### EXERCISE BRIEF
The records must be repeated exactly and in their entirety.

### EXERCISE MATERIALS

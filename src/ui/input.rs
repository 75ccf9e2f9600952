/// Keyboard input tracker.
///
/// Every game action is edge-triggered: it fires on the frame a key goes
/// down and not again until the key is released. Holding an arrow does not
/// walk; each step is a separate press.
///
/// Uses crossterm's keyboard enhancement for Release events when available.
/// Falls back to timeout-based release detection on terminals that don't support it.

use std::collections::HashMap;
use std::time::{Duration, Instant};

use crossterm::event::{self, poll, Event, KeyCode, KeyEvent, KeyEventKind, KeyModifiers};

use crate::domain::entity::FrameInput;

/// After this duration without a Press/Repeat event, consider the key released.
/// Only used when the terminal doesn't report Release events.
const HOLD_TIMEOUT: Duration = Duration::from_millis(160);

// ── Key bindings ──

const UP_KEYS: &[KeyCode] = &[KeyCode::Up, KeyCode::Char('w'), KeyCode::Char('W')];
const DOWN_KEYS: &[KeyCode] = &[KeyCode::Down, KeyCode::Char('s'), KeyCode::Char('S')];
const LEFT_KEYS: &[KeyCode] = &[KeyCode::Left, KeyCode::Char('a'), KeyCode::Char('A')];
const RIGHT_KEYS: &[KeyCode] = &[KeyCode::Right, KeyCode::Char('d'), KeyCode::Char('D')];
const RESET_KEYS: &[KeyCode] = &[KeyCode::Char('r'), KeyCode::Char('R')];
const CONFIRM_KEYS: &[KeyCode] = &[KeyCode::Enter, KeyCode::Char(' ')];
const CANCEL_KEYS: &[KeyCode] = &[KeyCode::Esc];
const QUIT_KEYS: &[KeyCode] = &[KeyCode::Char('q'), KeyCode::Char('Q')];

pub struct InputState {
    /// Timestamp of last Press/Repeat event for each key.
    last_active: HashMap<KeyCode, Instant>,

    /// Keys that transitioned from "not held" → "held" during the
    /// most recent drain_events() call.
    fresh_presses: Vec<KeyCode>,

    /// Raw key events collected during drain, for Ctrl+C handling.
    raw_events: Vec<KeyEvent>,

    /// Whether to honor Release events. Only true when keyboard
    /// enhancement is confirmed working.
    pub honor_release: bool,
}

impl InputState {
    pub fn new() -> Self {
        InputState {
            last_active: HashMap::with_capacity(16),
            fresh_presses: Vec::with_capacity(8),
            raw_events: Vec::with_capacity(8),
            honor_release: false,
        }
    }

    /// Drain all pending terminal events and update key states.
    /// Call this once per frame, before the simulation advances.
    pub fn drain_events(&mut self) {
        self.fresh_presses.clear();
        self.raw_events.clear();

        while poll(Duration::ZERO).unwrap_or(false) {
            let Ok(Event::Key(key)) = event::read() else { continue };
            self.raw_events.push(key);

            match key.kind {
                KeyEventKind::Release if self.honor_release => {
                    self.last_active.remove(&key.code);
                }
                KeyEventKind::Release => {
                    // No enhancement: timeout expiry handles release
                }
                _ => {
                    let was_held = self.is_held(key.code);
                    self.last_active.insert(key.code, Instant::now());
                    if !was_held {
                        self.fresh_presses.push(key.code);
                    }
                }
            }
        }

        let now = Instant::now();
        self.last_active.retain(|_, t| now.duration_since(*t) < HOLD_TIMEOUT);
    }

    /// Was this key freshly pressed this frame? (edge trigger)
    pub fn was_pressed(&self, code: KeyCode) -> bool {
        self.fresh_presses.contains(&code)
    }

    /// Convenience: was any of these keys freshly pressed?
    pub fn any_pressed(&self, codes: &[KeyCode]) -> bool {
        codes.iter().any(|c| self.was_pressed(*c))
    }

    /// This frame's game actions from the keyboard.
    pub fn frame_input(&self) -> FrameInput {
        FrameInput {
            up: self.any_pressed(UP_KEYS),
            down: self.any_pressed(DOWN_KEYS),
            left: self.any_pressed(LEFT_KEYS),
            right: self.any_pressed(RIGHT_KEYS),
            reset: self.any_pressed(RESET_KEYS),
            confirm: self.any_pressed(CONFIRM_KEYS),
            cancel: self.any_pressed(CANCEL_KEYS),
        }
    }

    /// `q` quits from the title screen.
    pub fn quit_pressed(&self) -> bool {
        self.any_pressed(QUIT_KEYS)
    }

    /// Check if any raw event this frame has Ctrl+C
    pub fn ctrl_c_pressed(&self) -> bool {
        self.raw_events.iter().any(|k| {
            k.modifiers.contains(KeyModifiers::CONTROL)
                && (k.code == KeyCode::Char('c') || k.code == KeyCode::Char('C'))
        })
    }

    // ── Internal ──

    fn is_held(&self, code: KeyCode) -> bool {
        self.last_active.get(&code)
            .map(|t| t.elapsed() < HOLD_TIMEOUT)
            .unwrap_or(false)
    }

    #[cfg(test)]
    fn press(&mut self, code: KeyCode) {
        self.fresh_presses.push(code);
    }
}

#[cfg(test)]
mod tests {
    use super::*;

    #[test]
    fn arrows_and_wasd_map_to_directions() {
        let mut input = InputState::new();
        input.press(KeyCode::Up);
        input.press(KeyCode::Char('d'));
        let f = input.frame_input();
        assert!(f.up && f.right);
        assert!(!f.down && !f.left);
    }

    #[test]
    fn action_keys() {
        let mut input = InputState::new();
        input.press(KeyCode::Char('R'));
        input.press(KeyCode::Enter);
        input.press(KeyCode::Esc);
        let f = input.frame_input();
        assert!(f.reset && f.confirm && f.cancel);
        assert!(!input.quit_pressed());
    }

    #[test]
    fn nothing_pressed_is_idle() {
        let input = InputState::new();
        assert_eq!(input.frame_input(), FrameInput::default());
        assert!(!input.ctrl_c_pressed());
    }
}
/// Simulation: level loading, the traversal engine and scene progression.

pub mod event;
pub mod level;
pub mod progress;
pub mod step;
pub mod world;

### SOLUTION BELOW
filename src/ui/input.rs
repository 75ccf9e2f9600952
/// Keyboard input tracker.
///
/// Every game action is edge-triggered: it fires on the frame a key goes
/// down and not again until the key is released. Holding an arrow does not
/// walk; each step is a separate press.
///
/// Uses crossterm's keyboard enhancement for Release events when available.
/// Falls back to timeout-based release detection on terminals that don't support it.

use std::collections::HashMap;
use std::time::{Duration, Instant};

use crossterm::event::{self, poll, Event, KeyCode, KeyEvent, KeyEventKind, KeyModifiers};

use crate::domain::entity::FrameInput;

/// After this duration without a Press/Repeat event, consider the key released.
/// Only used when the terminal doesn't report Release events.
const HOLD_TIMEOUT: Duration = Duration::from_millis(160);

// ── Key bindings ──

const UP_KEYS: &[KeyCode] = &[KeyCode::Up, KeyCode::Char('w'), KeyCode::Char('W')];
const DOWN_KEYS: &[KeyCode] = &[KeyCode::Down, KeyCode::Char('s'), KeyCode::Char('S')];
const LEFT_KEYS: &[KeyCode] = &[KeyCode::Left, KeyCode::Char('a'), KeyCode::Char('A')];
const RIGHT_KEYS: &[KeyCode] = &[KeyCode::Right, KeyCode::Char('d'), KeyCode::Char('D')];
const RESET_KEYS: &[KeyCode] = &[KeyCode::Char('r'), KeyCode::Char('R')];
const CONFIRM_KEYS: &[KeyCode] = &[KeyCode::Enter, KeyCode::Char(' ')];
const CANCEL_KEYS: &[KeyCode] = &[KeyCode::Esc];
const QUIT_KEYS: &[KeyCode] = &[KeyCode::Char('q'), KeyCode::Char('Q')];

pub struct InputState {
    /// Timestamp of last Press/Repeat event for each key.
    last_active: HashMap<KeyCode, Instant>,

    /// Keys that transitioned from "not held" → "held" during the
    /// most recent drain_events() call.
    fresh_presses: Vec<KeyCode>,

    /// Raw key events collected during drain, for Ctrl+C handling.
    raw_events: Vec<KeyEvent>,

    /// Whether to honor Release events. Only true when keyboard
    /// enhancement is confirmed working.
    pub honor_release: bool,
}

impl InputState {
    pub fn new() -> Self {
        InputState {
            last_active: HashMap::with_capacity(16),
            fresh_presses: Vec::with_capacity(8),
            raw_events: Vec::with_capacity(8),
            honor_release: false,
        }
    }

    /// Drain all pending terminal events and update key states.
    /// Call this once per frame, before the simulation advances.
    pub fn drain_events(&mut self) {
        self.fresh_presses.clear();
        self.raw_events.clear();

        while poll(Duration::ZERO).unwrap_or(false) {
            let Ok(Event::Key(key)) = event::read() else { continue };
            self.raw_events.push(key);

            match key.kind {
                KeyEventKind::Release if self.honor_release => {
                    self.last_active.remove(&key.code);
                }
                KeyEventKind::Release => {
                    // No enhancement: timeout expiry handles release
                }
                _ => {
                    let was_held = self.is_held(key.code);
                    self.last_active.insert(key.code, Instant::now());
                    if !was_held {
                        self.fresh_presses.push(key.code);
                    }
                }
            }
        }

        let now = Instant::now();
        self.last_active.retain(|_, t| now.duration_since(*t) < HOLD_TIMEOUT);
    }

    /// Was this key freshly pressed this frame? (edge trigger)
    pub fn was_pressed(&self, code: KeyCode) -> bool {
        self.fresh_presses.contains(&code)
    }

    /// Convenience: was any of these keys freshly pressed?
    pub fn any_pressed(&self, codes: &[KeyCode]) -> bool {
        codes.iter().any(|c| self.was_pressed(*c))
    }

    /// This frame's game actions from the keyboard.
    pub fn frame_input(&self) -> FrameInput {
        FrameInput {
            up: self.any_pressed(UP_KEYS),
            down: self.any_pressed(DOWN_KEYS),
            left: self.any_pressed(LEFT_KEYS),
            right: self.any_pressed(RIGHT_KEYS),
            reset: self.any_pressed(RESET_KEYS),
            confirm: self.any_pressed(CONFIRM_KEYS),
            cancel: self.any_pressed(CANCEL_KEYS),
        }
    }

    /// `q` quits from the title screen.
    pub fn quit_pressed(&self) -> bool {
        self.any_pressed(QUIT_KEYS)
    }

    /// Check if any raw event this frame has Ctrl+C
    pub fn ctrl_c_pressed(&self) -> bool {
        self.raw_events.iter().any(|k| {
            k.modifiers.contains(KeyModifiers::CONTROL)
                && (k.code == KeyCode::Char('c') || k.code == KeyCode::Char('C'))
        })
    }

    // ── Internal ──

    fn is_held(&self, code: KeyCode) -> bool {
        self.last_active.get(&code)
            .map(|t| t.elapsed() < HOLD_TIMEOUT)
            .unwrap_or(false)
    }

    #[cfg(test)]
    fn press(&mut self, code: KeyCode) {
        self.fresh_presses.push(code);
    }
}

#[cfg(test)]
mod tests {
    use super::*;

    #[test]
    fn arrows_and_wasd_map_to_directions() {
        let mut input = InputState::new();
        input.press(KeyCode::Up);
        input.press(KeyCode::Char('d'));
        let f = input.frame_input();
        assert!(f.up && f.right);
        assert!(!f.down && !f.left);
    }

    #[test]
    fn action_keys() {
        let mut input = InputState::new();
        input.press(KeyCode::Char('R'));
        input.press(KeyCode::Enter);
        input.press(KeyCode::Esc);
        let f = input.frame_input();
        assert!(f.reset && f.confirm && f.cancel);
        assert!(!input.quit_pressed());
    }

    #[test]
    fn nothing_pressed_is_idle() {
        let input = InputState::new();
        assert_eq!(input.frame_input(), FrameInput::default());
        assert!(!input.ctrl_c_pressed());
    }
}
/// Simulation: level loading, the traversal engine and scene progression.

pub mod event;
pub mod level;
pub mod progress;
pub mod step;
pub mod world;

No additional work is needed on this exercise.